I really do not want to turn this into a conspiracy theory, though Mark Zuckerberg did offer for Facebook to make some changes, with the rest blacked out under "secret weapon" technology. After experiments done on Facebook on emotional contagion, surely, they must have ways to, instead of rile up an entire populace, calm them down. We are at an age where a single out-of-context video of alleged police brutality can shut down the economy.
This is not to say that all suddenly popular channels are ad fraud. And it seems in character for YouTube to put a blanket constriction instead of doing the trickier job of dealing with separating genuine viral hits from fraudsters.
Or maybe they're working on something more nuanced but rolled out a rough measure to stem an aggressive wave of ad fraud. We'll never know because companies are tight lipped about that sort of thing.
Given this is clearly meant for the 'First Amendment applies to private entities' crowd, its meant to rile people up, just like Infowars.
Web3 fixes this shit.
Let's see, what do I know that's decentralized?
Ah, Web1 and the Internet. HTTP, SMTP, FTP, etc. How are they doing? Ah, right, in practice the protocols people really care about like HTTP and SMTP became oligopolies.
What exactly does Web3 add to prevent this <<social>> problem?
These(software & legal arguments) all are irrelevant considering the fact that the web is hardware-wise not decentralized.I've seen this weak argument from smart people who argue that everyone can buy their own equipment, start their own ISP(which they can't, legally speaking, without going into a centralized process) and go through the process of creating one's own network that's being piped into the internet, but besides the fact that it defeats the point, ~nobody has access to that hardware in the consumer space.(There are few interesting projects existing but those are extreme outliers).

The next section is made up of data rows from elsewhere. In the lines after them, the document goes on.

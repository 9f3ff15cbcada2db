//! Parsing of the line-oriented commands typed at the prompt.

use anyhow::{anyhow, bail, Context, Result};
use geocache_core::{Direction, GeoBounds, GeoPoint, TokenId};

/// Usage text printed by `help` and after unrecognised input.
pub(crate) const HELP: &str = "\
commands:
  n | s | e | w            step one tile
  take <token>             click a token by id
  drop <lat> <lng>         click the map at a point
  gps on|off               follow location updates
  locate <lat> <lng>       report a location fix
  view <s> <w> <n> <e>     move the map to explicit bounds
  look                     show the current state
  save                     persist the session
  reset                    discard all progress
  quit                     save and exit";

/// One parsed prompt line.
#[derive(Clone, Copy, Debug, PartialEq)]
pub(crate) enum Input {
    Step(Direction),
    Take(TokenId),
    Drop(GeoPoint),
    Tracking(bool),
    Locate(GeoPoint),
    View(GeoBounds),
    Look,
    Save,
    Reset,
    Help,
    Quit,
}

/// Parses a prompt line. Blank lines yield `None`.
pub(crate) fn parse(line: &str) -> Result<Option<Input>> {
    let mut words = line.split_whitespace();
    let Some(verb) = words.next() else {
        return Ok(None);
    };
    let args: Vec<&str> = words.collect();

    let input = match (verb.to_ascii_lowercase().as_str(), args.as_slice()) {
        ("n" | "north", []) => Input::Step(Direction::North),
        ("s" | "south", []) => Input::Step(Direction::South),
        ("e" | "east", []) => Input::Step(Direction::East),
        ("w" | "west", []) => Input::Step(Direction::West),
        ("take", [token]) => Input::Take(parse_token(token)?),
        ("drop", [lat, lng]) => Input::Drop(parse_point(lat, lng)?),
        ("gps", ["on"]) => Input::Tracking(true),
        ("gps", ["off"]) => Input::Tracking(false),
        ("locate", [lat, lng]) => Input::Locate(parse_point(lat, lng)?),
        ("view", [south, west, north, east]) => Input::View(GeoBounds::new(
            parse_point(south, west)?,
            parse_point(north, east)?,
        )),
        ("look", []) => Input::Look,
        ("save", []) => Input::Save,
        ("reset", []) => Input::Reset,
        ("help" | "?", []) => Input::Help,
        ("quit" | "exit", []) => Input::Quit,
        _ => bail!("unrecognised command `{}`", line.trim()),
    };
    Ok(Some(input))
}

fn parse_token(text: &str) -> Result<TokenId> {
    let digits = text.strip_prefix('#').unwrap_or(text);
    let id = digits
        .parse::<u32>()
        .with_context(|| format!("invalid token id `{text}`"))?;
    Ok(TokenId::new(id))
}

fn parse_point(lat: &str, lng: &str) -> Result<GeoPoint> {
    let lat = parse_degrees(lat)?;
    let lng = parse_degrees(lng)?;
    Ok(GeoPoint::new(lat, lng))
}

fn parse_degrees(text: &str) -> Result<f64> {
    let value = text
        .trim_end_matches(',')
        .parse::<f64>()
        .with_context(|| format!("invalid coordinate `{text}`"))?;
    if value.is_finite() {
        Ok(value)
    } else {
        Err(anyhow!("coordinate `{text}` is not finite"))
    }
}
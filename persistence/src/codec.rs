//! Line-oriented text codec for the stowed cache table and session scalars.

use std::fmt::Write as _;

use geocache_core::{CellCoord, GeoPoint, StowedCache, StowedTable, StowedToken, TokenValue};
use log::warn;

const CACHE_PREFIX: &str = "Cache at ";
const TOKEN_PREFIX: &str = "Token at ";
const NO_TOKENS: &str = "No tokens";
const VALUE_SEPARATOR: &str = ": ";

/// Renders the stowed table as a newline-delimited text blob.
///
/// Each cache contributes a `Cache at x,y:` header followed by one indented
/// `Token at (lat, lng): value` line per token, or a single `No tokens` line.
#[must_use]
pub fn encode_stowed(table: &StowedTable) -> String {
    let mut text = String::new();
    for (cell, cache) in table {
        let _ = writeln!(text, "{CACHE_PREFIX}{}:", cell.key());
        if cache.is_empty() {
            let _ = writeln!(text, "  {NO_TOKENS}");
            continue;
        }
        for token in cache.tokens() {
            let _ = writeln!(
                text,
                "  {TOKEN_PREFIX}{}{VALUE_SEPARATOR}{}",
                token.position, token.value
            );
        }
    }
    text
}

/// Parses a stowed table blob, skipping every line it cannot interpret.
///
/// Repeated headers for one cell merge into a single entry. Token lines that
/// appear before any valid header are dropped.
#[must_use]
pub fn decode_stowed(text: &str) -> StowedTable {
    let mut table = StowedTable::new();
    let mut current: Option<CellCoord> = None;

    for (index, raw) in text.lines().enumerate() {
        let line = raw.trim();
        if line.is_empty() {
            continue;
        }
        let number = index + 1;

        if let Some(header) = line.strip_prefix(CACHE_PREFIX) {
            current = header
                .strip_suffix(':')
                .and_then(|key| CellCoord::parse_key(key.trim()));
            match current {
                Some(cell) => {
                    let _ = table.entry(cell).or_insert_with(StowedCache::empty);
                }
                None => warn!("skipping malformed cache header on line {number}: {line}"),
            }
            continue;
        }

        if line == NO_TOKENS {
            continue;
        }

        if let Some(body) = line.strip_prefix(TOKEN_PREFIX) {
            let Some(cell) = current else {
                warn!("skipping token line {number} outside of any cache");
                continue;
            };
            match parse_token(body) {
                Some(token) => {
                    table
                        .entry(cell)
                        .or_insert_with(StowedCache::empty)
                        .push(token.position, token.value);
                }
                None => warn!("skipping malformed token on line {number}: {line}"),
            }
            continue;
        }

        warn!("skipping unrecognised line {number}: {line}");
    }

    table
}

fn parse_token(body: &str) -> Option<StowedToken> {
    let (position, value) = body.rsplit_once(VALUE_SEPARATOR)?;
    let value = parse_value(value)?;
    let position = parse_point(position)?;
    Some(StowedToken { position, value })
}

fn parse_value(text: &str) -> Option<TokenValue> {
    let value: i64 = text.trim().parse().ok()?;
    TokenValue::new(u32::try_from(value).ok()?)
}

fn parse_point(text: &str) -> Option<GeoPoint> {
    let mut inner = text.trim();
    if let Some(rest) = inner.strip_prefix("LatLng") {
        inner = rest.trim_start();
    }
    if let Some(rest) = inner.strip_prefix('(') {
        inner = rest.strip_suffix(')')?;
    }
    let (lat, lng) = inner.split_once(',')?;
    let lat: f64 = lat.trim().parse().ok()?;
    let lng: f64 = lng.trim().parse().ok()?;
    if !lat.is_finite() || !lng.is_finite() {
        return None;
    }
    Some(GeoPoint::new(lat, lng))
}

/// Renders the player position as `lat,lng`.
#[must_use]
pub fn encode_position(point: GeoPoint) -> String {
    format!("{},{}", point.lat(), point.lng())
}

/// Parses a `lat,lng` pair, accepting the bracketed renderings as well.
#[must_use]
pub fn decode_position(text: &str) -> Option<GeoPoint> {
    parse_point(text)
}

/// Renders the held value as a decimal string, or an empty string when nothing is held.
#[must_use]
pub fn encode_held(held: Option<TokenValue>) -> String {
    held.map(|value| value.to_string()).unwrap_or_default()
}

/// Parses a held value, treating empty or invalid text as an empty hand.
#[must_use]
pub fn decode_held(text: &str) -> Option<TokenValue> {
    if text.trim().is_empty() {
        return None;
    }
    let held = parse_value(text);
    if held.is_none() {
        warn!("ignoring unparseable held token value {text:?}");
    }
    held
}
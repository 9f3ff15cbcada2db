#![deny(
    unsafe_code,
    missing_docs,
    dead_code,
    unused_results,
    non_snake_case,
    unreachable_pub
)]

//! Authoritative world state management for the geocache engine.
//!
//! The world owns every active cache, the table of stowed caches, the
//! player's inventory and position. A grid cell is at any instant either
//! unknown, active, or stowed, never two of these at once.

mod cache;
mod inventory;

use std::collections::BTreeMap;

use geocache_core::{
    CellCoord, Command, Event, GeoBounds, GeoGrid, GeoPoint, InteractionError, StowedTable,
    TokenId, TokenValue, DEFAULT_INTERACTION_RADIUS, DEFAULT_START, DEFAULT_VICTORY_THRESHOLD,
};
use log::{debug, info};

use crate::{
    cache::{Cache, Token},
    inventory::Inventory,
};

/// Tunable parameters of the authoritative world.
#[derive(Clone, Copy, Debug, PartialEq)]
pub struct WorldConfig {
    grid: GeoGrid,
    interaction_radius: f64,
    victory_threshold: TokenValue,
    start: GeoPoint,
}

impl WorldConfig {
    /// Creates a new world configuration.
    #[must_use]
    pub const fn new(
        grid: GeoGrid,
        interaction_radius: f64,
        victory_threshold: TokenValue,
        start: GeoPoint,
    ) -> Self {
        Self {
            grid,
            interaction_radius,
            victory_threshold,
            start,
        }
    }

    /// Grid mapping geographic points to cells.
    #[must_use]
    pub const fn grid(&self) -> GeoGrid {
        self.grid
    }

    /// Maximum distance at which the player may affect tokens and caches.
    #[must_use]
    pub const fn interaction_radius(&self) -> f64 {
        self.interaction_radius
    }

    /// Token value that wins the game.
    #[must_use]
    pub const fn victory_threshold(&self) -> TokenValue {
        self.victory_threshold
    }

    /// Position the player starts from and returns to on reset.
    #[must_use]
    pub const fn start(&self) -> GeoPoint {
        self.start
    }
}
#![deny(
    unsafe_code,
    missing_docs,
    dead_code,
    unused_results,
    non_snake_case,
    unreachable_pub
)]

//! Command-line adapter that plays the geocache game over stdin.
//!
//! The prompt stands in for the map, the movement buttons and the location
//! service. Each line becomes one session event and the resulting world
//! events are echoed back as text.

mod config;
mod input;
mod logging;
mod session;

use std::{
    io::{self, BufRead, Write},
    path::PathBuf,
};

use anyhow::{Context, Result};
use clap::Parser;
use geocache_core::{Event, InteractionError};
use geocache_persistence::{FileStorage, Storage};
use geocache_world::{query, World};
use log::info;

use crate::{
    config::GameConfig,
    input::{Input, HELP},
    session::Session,
};

/// Collect and merge tokens hidden in caches around you.
#[derive(Debug, Parser)]
#[command(author, version, about, long_about = None)]
struct Args {
    /// TOML file overriding the default game configuration.
    #[arg(short, long)]
    config: Option<PathBuf>,
    /// JSON file holding the saved session.
    #[arg(short, long, default_value = "geocache-session.json")]
    storage: PathBuf,
    /// Seed for starting token values, overriding the configuration.
    #[arg(long)]
    seed: Option<u64>,
    /// Discard any saved session before starting.
    #[arg(long)]
    fresh: bool,
    /// Enable verbose logging.
    #[arg(short, long)]
    verbose: bool,
}

/// Entry point for the geocache command-line interface.
fn main() -> Result<()> {
    let args = Args::parse();
    logging::init(args.verbose);

    let mut config = GameConfig::load(args.config.as_deref())?;
    if let Some(seed) = args.seed {
        config.spawning.seed = seed;
    }

    let mut storage = FileStorage::new(&args.storage);
    if args.fresh {
        storage
            .clear()
            .with_context(|| format!("failed to clear {}", args.storage.display()))?;
    }

    let mut session = Session::new(&config, storage)?;
    let events = session.on_session_start()?;
    report(&events);
    print_state(session.world());

    let stdin = io::stdin();
    let mut stdout = io::stdout();
    loop {
        print!("> ");
        stdout.flush().context("failed to flush prompt")?;

        let mut line = String::new();
        if stdin
            .lock()
            .read_line(&mut line)
            .context("failed to read command")?
            == 0
        {
            break;
        }

        let input = match input::parse(&line) {
            Ok(Some(input)) => input,
            Ok(None) => continue,
            Err(error) => {
                println!("{error:#}");
                println!("{HELP}");
                continue;
            }
        };

        let events = match input {
            Input::Step(direction) => session.on_directional_move(direction),
            Input::Take(token) => session.on_token_click(token),
            Input::Drop(point) => session.on_map_click(point),
            Input::Tracking(enabled) => session.on_location_tracking(enabled),
            Input::Locate(point) => session.on_location_update(point),
            Input::View(bounds) => session.on_viewport_move_end(bounds),
            Input::Save => {
                let events = session.on_save_requested()?;
                println!("session saved");
                events
            }
            Input::Reset => session.on_reset_requested()?,
            Input::Look => {
                print_state(session.world());
                continue;
            }
            Input::Help => {
                println!("{HELP}");
                continue;
            }
            Input::Quit => break,
        };
        report(&events);
        print_state(session.world());
    }

    let _ = session.on_session_end()?;
    info!("session saved to {}", args.storage.display());
    Ok(())
}

fn report(events: &[Event]) {
    for event in events {
        if let Some(line) = describe(event) {
            println!("  {line}");
        }
    }
}

fn describe(event: &Event) -> Option<String> {
    let line = match event {
        Event::TokenValueChanged { token, value } => {
            format!("token #{} is now worth {value}", token.get())
        }
        Event::InventoryChanged { held: Some(value) } => format!("you now hold a {value}"),
        Event::InventoryChanged { held: None } => "your hands are empty".to_owned(),
        Event::VictoryAchieved { value } => format!("victory with a {value} token!"),
        Event::PlayerMoved { to, .. } => format!("moved to {to}"),
        Event::LocationTrackingChanged { enabled } => {
            format!("location tracking {}", if *enabled { "on" } else { "off" })
        }
        Event::InteractionRejected { reason } => rejection(*reason).to_owned(),
        Event::WorldReset => "the world was reset".to_owned(),
        Event::SessionRestored { stowed } => format!("resumed session with {stowed} stowed caches"),
        Event::ViewportChanged { .. }
        | Event::CacheSpawned { .. }
        | Event::CacheStowed { .. }
        | Event::CacheDespawned { .. }
        | Event::TokenPlaced { .. }
        | Event::TokenRemoved { .. } => return None,
    };
    Some(line)
}

fn rejection(reason: InteractionError) -> &'static str {
    match reason {
        InteractionError::OutOfReach => "that is too far away",
        InteractionError::UnknownToken => "no such token nearby",
        InteractionError::NoCache => "there is no cache there",
        InteractionError::NothingHeld => "you are not holding anything",
    }
}

fn print_state(world: &World) {
    println!("{}", query::banner(world));
    println!("player at {}", query::player_position(world));
    match query::held_token(world) {
        Some(value) => println!("holding {value}"),
        None => println!("holding nothing"),
    }

    let mut reachable = 0;
    for cache in query::cache_view(world).iter() {
        let tokens: Vec<_> = cache
            .tokens
            .iter()
            .filter(|token| query::within_reach(world, token.position))
            .collect();
        if tokens.is_empty() && !query::within_reach(world, cache.bounds.center()) {
            continue;
        }
        reachable += 1;
        if tokens.is_empty() {
            println!("  cache {}: empty", cache.cell);
            continue;
        }
        let listing: Vec<String> = tokens
            .iter()
            .map(|token| format!("#{} = {} at {}", token.id.get(), token.value, token.position))
            .collect();
        println!("  cache {}: {}", cache.cell, listing.join(", "));
    }
    if reachable == 0 {
        println!("  no caches within reach");
    }
}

To continue your point and to reinforce it: software decentralization being useless, web3 will solve almost nothing, even in the best case scenario: where we defeat performance & "cultural" issues (NFTs, shittyverse, secure money, etc).It became a platform for the big players to show a shiny new big toy to the masses, one where security is improved; but security for the user is irrelevant from the POV of a company which seeks usage & entrapment.